Moreover, our measure of ER assessed what the participant remembered to have done in response to emotions when they arose during the past week rather than assessing “online ER” (e.g. by using experience sampling [Reference Catterson, Eldesouky and John79] or online ER in a standardized paradigm [Reference Sheppes and Meiran80], which might have led to more variability in ER over time. Nevertheless, we found a sufficient variation in the use of ER strategies (with correlations between time-points of around 0.7, see Fig. 1c), which was similar to the stability found for psychotic experiences and can be considered sufficient to investigate whether the inability to regulate emotions at one time-point will predict psychotic experiences at the following time-point as hypothesized.

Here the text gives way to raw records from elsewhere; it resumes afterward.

pub mod persistence;

use std::sync::Once;

static TRACING_INIT: Once = Once::new();

/// Initializes the global tracing subscriber with sensible defaults.
pub fn init_tracing() {
    TRACING_INIT.call_once(|| {
        use tracing_subscriber::{fmt, EnvFilter};

        let filter = EnvFilter::from_default_env().add_directive(
            "expense_core=info"
                .parse()
                .expect("static directive parses"),
        );

        let _ = fmt().with_env_filter(filter).try_init();
    });
}
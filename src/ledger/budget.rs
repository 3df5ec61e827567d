use serde::{Deserialize, Serialize};

use super::{
    category::Category, collections::Identity, date::CalendarDate, expense::Expense, money::Money,
};
use crate::errors::Result;

pub const DEFAULT_ABOUT_TO_EXCEED_PERCENT: f64 = 90.0;

/// A spending guardrail for one category over an inclusive date range.
#[derive(Debug, Clone, PartialEq, Serialize, Deserialize)]
pub struct Budget {
    pub category: Category,
    pub limit: Money,
    pub start_date: CalendarDate,
    pub end_date: CalendarDate,
    #[serde(default, skip_serializing_if = "Option::is_none")]
    pub remarks: Option<String>,
    #[serde(default)]
    total_spent: Money,
    #[serde(default)]
    percentage: f64,
    #[serde(default)]
    about_to_exceed: bool,
}

impl Budget {
    pub fn new(
        category: Category,
        limit: Money,
        start_date: CalendarDate,
        end_date: CalendarDate,
    ) -> Self {
        Self {
            category,
            limit,
            start_date,
            end_date,
            remarks: None,
            total_spent: Money::zero(),
            percentage: 0.0,
            about_to_exceed: false,
        }
    }

    pub fn with_remarks(mut self, remarks: impl Into<String>) -> Self {
        self.remarks = Some(remarks.into());
        self
    }

    pub fn total_spent(&self) -> Money {
        self.total_spent
    }

    pub fn percentage(&self) -> f64 {
        self.percentage
    }

    pub fn is_about_to_exceed(&self) -> bool {
        self.about_to_exceed
    }

    pub fn covers(&self, date: &CalendarDate) -> bool {
        date.within(&self.start_date, &self.end_date)
    }

    /// Same category, limit and period; derived spending is ignored.
    pub fn same_definition(&self, other: &Budget) -> bool {
        self.category == other.category
            && self.limit == other.limit
            && self.start_date == other.start_date
            && self.end_date == other.end_date
    }

    /// Recomputes spending from expenses in this budget's category and period.
    pub fn refresh_spending<'a, I>(&mut self, expenses: I, threshold_percent: f64) -> Result<()>
    where
        I: IntoIterator<Item = &'a Expense>,
    {
        let spent = Money::try_sum(
            expenses
                .into_iter()
                .filter(|expense| expense.category == self.category && self.covers(&expense.date))
                .map(|expense| expense.amount),
        )?;
        self.total_spent = spent;
        self.percentage = if !self.limit.is_zero() {
            self.total_spent.percentage_of(self.limit)
        } else if !self.total_spent.is_zero() {
            100.0
        } else {
            0.0
        };
        self.about_to_exceed = self.percentage >= threshold_percent;
        Ok(())
    }
}

impl Identity for Budget {
    const KIND: &'static str = "Budget";

    fn identity_equals(&self, other: &Self) -> bool {
        self.category == other.category
            && self.start_date == other.start_date
            && self.end_date == other.end_date
    }
}
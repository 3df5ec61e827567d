use std::{fmt, str::FromStr};

use once_cell::sync::Lazy;
use regex::Regex;
use serde::{Deserialize, Serialize};

use crate::errors::{LedgerError, Result};

static AMOUNT_PATTERN: Lazy<Regex> =
    Lazy::new(|| Regex::new(r"^(\d+)(?:\.(\d{1,2}))?$").expect("amount pattern compiles"));

/// Non-negative monetary amount stored as integer cents.
#[derive(Debug, Clone, Copy, Default, PartialEq, Eq, PartialOrd, Ord, Hash, Serialize, Deserialize)]
#[serde(transparent)]
pub struct Money(i64);

impl Money {
    pub const fn zero() -> Self {
        Self(0)
    }

    pub const fn from_cents(cents: i64) -> Self {
        Self(cents)
    }

    pub const fn cents(self) -> i64 {
        self.0
    }

    pub const fn is_zero(self) -> bool {
        self.0 == 0
    }

    /// Parses a dollar string with up to two fraction digits, e.g. `10`, `10.5`, `10.50`.
    pub fn parse(text: &str) -> Result<Self> {
        let trimmed = text.trim();
        let captures = AMOUNT_PATTERN
            .captures(trimmed)
            .ok_or_else(|| LedgerError::invalid_format("amount", text))?;
        let whole: i64 = captures[1]
            .parse()
            .map_err(|_| LedgerError::invalid_format("amount", text))?;
        let fraction = match captures.get(2).map(|m| m.as_str()) {
            Some(digits) if digits.len() == 1 => digits.parse::<i64>().unwrap_or(0) * 10,
            Some(digits) => digits.parse::<i64>().unwrap_or(0),
            None => 0,
        };
        whole
            .checked_mul(100)
            .and_then(|cents| cents.checked_add(fraction))
            .map(Self)
            .ok_or_else(|| LedgerError::invalid_format("amount", text))
    }

    pub fn checked_add(self, other: Money) -> Option<Money> {
        self.0.checked_add(other.0).map(Self)
    }

    /// Adds up `amounts`, failing instead of wrapping past the `i64` range.
    pub fn try_sum<I>(amounts: I) -> Result<Money>
    where
        I: IntoIterator<Item = Money>,
    {
        amounts.into_iter().try_fold(Money::zero(), |total, amount| {
            total.checked_add(amount).ok_or(LedgerError::AmountOverflow)
        })
    }

    /// Share of `total` represented by this amount, in percent.
    pub fn percentage_of(self, total: Money) -> f64 {
        if total.is_zero() {
            return 0.0;
        }
        self.0 as f64 * 100.0 / total.0 as f64
    }
}

impl fmt::Display for Money {
    fn fmt(&self, f: &mut fmt::Formatter<'_>) -> fmt::Result {
        let sign = if self.0 < 0 { "-" } else { "" };
        let cents = self.0.unsigned_abs();
        write!(f, "{sign}{}.{:02}", cents / 100, cents % 100)
    }
}

impl FromStr for Money {
    type Err = LedgerError;

    fn from_str(s: &str) -> Result<Self> {
        Self::parse(s)
    }
}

Lastly, the analytical strategy may have overestimated the stability of ER and symptom frequency and distress while underestimating cross-lagged effects [Reference Cole, Martin and Steiger81]. This is partly due to the shared method factor (i.e. psychotic experiences at all time-points were measured with the exact same items). However, we opted for this more conservative approach keeping the probability of type I error low because the study was not exploratory in nature.
3.3. Therapeutic implications
The results indicate that targeting ER in victims of childhood trauma and in those at risk of psychosis could be a promising way to interrupt the cascade of negative affect, psychotic experiences and distress. There are several approaches available that can be employed or used to inform novel interventions. For example, third-wave approaches, such as Acceptance and Commitment Therapy (ACT) [Reference Bach and Hayes82] and Emotion Focused Therapy (EFT) [Reference Greenberg83] aim at enhancing the ability to tolerate negative affective states and to accept the presence of difficult thoughts or feelings [83,84] and have shown promising effects in the treatment of psychosis [82,85]. Moreover, there are programs that focus solely on ER by training adaptive ER-skills such as acceptance, tolerance, reappraisal and problem solving [20,86] and these programs have been found to be promising in various inpatient populations [20,87]. These types of trainings could potentially be beneficial to reducing transition to psychosis – possibly as an add-on to existing approaches – especially if they are tailored to improve a person's individual profile of ER skills.
4. Conclusion
Researchers have worked toward identifying pathways from CT to psychosis [Reference Isvoranu, van Borkulo, Boyette, Wigman, Vinkers and Borsboom88] and have put forward the idea of an affective pathway linking trauma to psychosis by heightened emotional distress, anxiety and depression [16,17]. Our findings extend this line of research by pointing to the role of ER as a possible psychological mechanism involved in this process. Although this mechanism is unlikely to be specific to psychosis, the fact that difficulties in ER precede and follow from symptom distress render ER a promising target for interventions aimed at increasing well-being and preventing psychotic symptom exacerbation.
Disclosure of interest
The authors declare that they have no competing interest.